The NPR interview yesterday was interesting. One of the experts, pro-TPP, honestly stated that while TPP is somewhat skewed against manufacturing workers, that our manufacturing has long left shores, it's not coming back, and this is a good way for us and our corporations to still take advantage of that manufacturing abroad on better terms. Yes it might only minimally raise labor standards, if at all, and definitely not to US acceptable standards, but that's irrelevant in the grand scheme because most of the labor is not here anyway.
 
Yep, it's pretty bad. Sherrod Brown is pushing hard against it.

Speaking of which, it's getting really annoying that Warren gets all of the headlines for pushing against stuff like this when Brown has been every bit as forceful in opposing this stuff since joining the Senate eight years ago.
It's a cult of personality thing. Brown isn't as photogenic or dynamic as Warren is.

It's funny whenever people say something like "Oh if only the other 99 senators were Elizabeth Warren clones" when there are several more senators who are just as liberal but don't get nearly as much attention. Franken, Brown, Sanders.
 

Crisco

Banned
I think the momentum will eventually turn towards Rubio. His gaffes have mostly been of the late night talk show red meat variety, which never really stick with the people who actually agree with him. If he can learn to speak for 5 minutes without getting dehydrated, then he's the GOP's only real shot of stopping Hillary's coronation. None of the old white guys have a chance.
 
I think the momentum will eventually turn towards Rubio. His gaffes have mostly been of the late night talk show red meat variety, which never really stick with the people who actually agree with him. If he can learn to speak for 5 minutes without getting dehydrated, then he's the GOP's only real shot of stopping Hillary's coronation. None of the old white guys have a chance.

"Young and inexperienced". Not as big a problem for dems given that most of their voters aren't withering husks. Inclined to guess that most treebeards would have a bit of a problem supporting a 43/44 year old candidate during primaries.
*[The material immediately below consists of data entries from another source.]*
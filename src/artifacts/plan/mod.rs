//! Resolution plans
//!
//! A plan is a TOML table that names each file to repair together with the
//! rules for its conflict regions. Relative paths are taken from the
//! directory that holds the plan file.
//!
//! ```toml
//! backup = false
//!
//! [markers]
//! ours = "<<<<<<< HEAD"
//! separator = "======="
//! theirs = ">>>>>>> origin/main"
//!
//! [[file]]
//! path = "client/src/components/UserMenu.test.js"
//!
//! [[file.rules]]
//! kind = "concatenate"
//!
//! [[file.rules.transforms]]
//! kind = "extract_container"
//! name = "UserMenu"
//! ```

use crate::artifacts::conflict::ConflictMarkers;
use crate::artifacts::rules::ResolutionRule;
use anyhow::Context;
use serde::Deserialize;
use std::path::{Path, PathBuf};

pub const DEFAULT_PLAN_FILE: &str = "unconflict.toml";

#[derive(Debug, Clone, Deserialize)]
#[serde(deny_unknown_fields)]
pub struct ResolutionPlan {
    /// Copy each file to `<path>.orig` before overwriting it.
    #[serde(default)]
    pub backup: bool,

    #[serde(default)]
    pub markers: ConflictMarkers,

    #[serde(default, rename = "file")]
    pub files: Vec<PlanEntry>,

    #[serde(skip)]
    root: PathBuf,
}

#[derive(Debug, Clone, PartialEq, Eq, Deserialize)]
#[serde(deny_unknown_fields)]
pub struct PlanEntry {
    pub path: PathBuf,
    pub rules: Vec<ResolutionRule>,
}

impl ResolutionPlan {
    pub fn load(path: &Path) -> anyhow::Result<Self> {
        let content = std::fs::read_to_string(path)
            .with_context(|| format!("failed to read plan file {}", path.display()))?;

        let root = path
            .parent()
            .map(Path::to_path_buf)
            .unwrap_or_default();

        let plan = Self::parse(&content, root)
            .with_context(|| format!("invalid plan file {}", path.display()))?;

        tracing::info!(
            plan = %path.display(),
            files = plan.files.len(),
            "loaded resolution plan"
        );

        Ok(plan)
    }

    pub fn parse(content: &str, root: PathBuf) -> anyhow::Result<Self> {
        let mut plan: ResolutionPlan = toml::from_str(content)?;
        plan.root = root;
        plan.validate()?;
        Ok(plan)
    }

    fn validate(&self) -> anyhow::Result<()> {
        self.markers.validate()?;

        for entry in &self.files {
            if entry.path.as_os_str().is_empty() {
                anyhow::bail!("plan entry with an empty path");
            }
            if entry.rules.is_empty() {
                anyhow::bail!("no rules configured for {}", entry.path.display());
            }
        }

        Ok(())
    }

    pub fn root(&self) -> &Path {
        &self.root
    }
}
//! Conflict resolution data structures and algorithms
//!
//! - `conflict`: marker lexing, conflict regions and the text resolver
//! - `rules`: resolution rules and theirs-side transforms
//! - `plan`: the TOML resolution plan
//! - `outcome`: per-file outcomes and the batch summary

pub mod conflict;
pub mod outcome;
pub mod plan;
pub mod rules;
Huh, only Teddy and JFK would've been younger if Rubio won.
 
I think the momentum will eventually turn towards Rubio. His gaffes have mostly been of the late night talk show red meat variety, which never really stick with the people who actually agree with him. If he can learn to speak for 5 minutes without getting dehydrated, then he's the GOP's only real shot of stopping Hillary's coronation. None of the old white guys have a chance.

"Young and inexperienced". Not as big a problem for dems given that most of their voters aren't withering husks. Inclined to guess that most treebeards would have a bit of a problem supporting a 43/44 year old candidate during primaries.

Cruz is 44, Walker is 47, Rubio is 43

I think it's actually a surprisingly young field all around on the GOP side this election. Bush and Carson are really the old goats. Rand splits it at 52. Unless the Huckster jumps in it's going to be a young field vs. Bush from an ageist perspective.
 

Chichikov

Member
Cruz is 44, Walker is 47, Rubio is 43

I think it's actually a surprisingly young field all around on the GOP side this election. Bush and Carson are really the old goats. Rand splits it at 52. Unless the Huckster jumps in it's going to be a young field vs. Bush from an ageist perspective.
I think it's pretty much a given that the GOP candidate is going to be younger than Hildog.
Man, I can't wait until some strategist decide that this gives them an advantage with young people and that they should pounce on them younglings.
This shit should be Bohner going full Taylor Swift funny.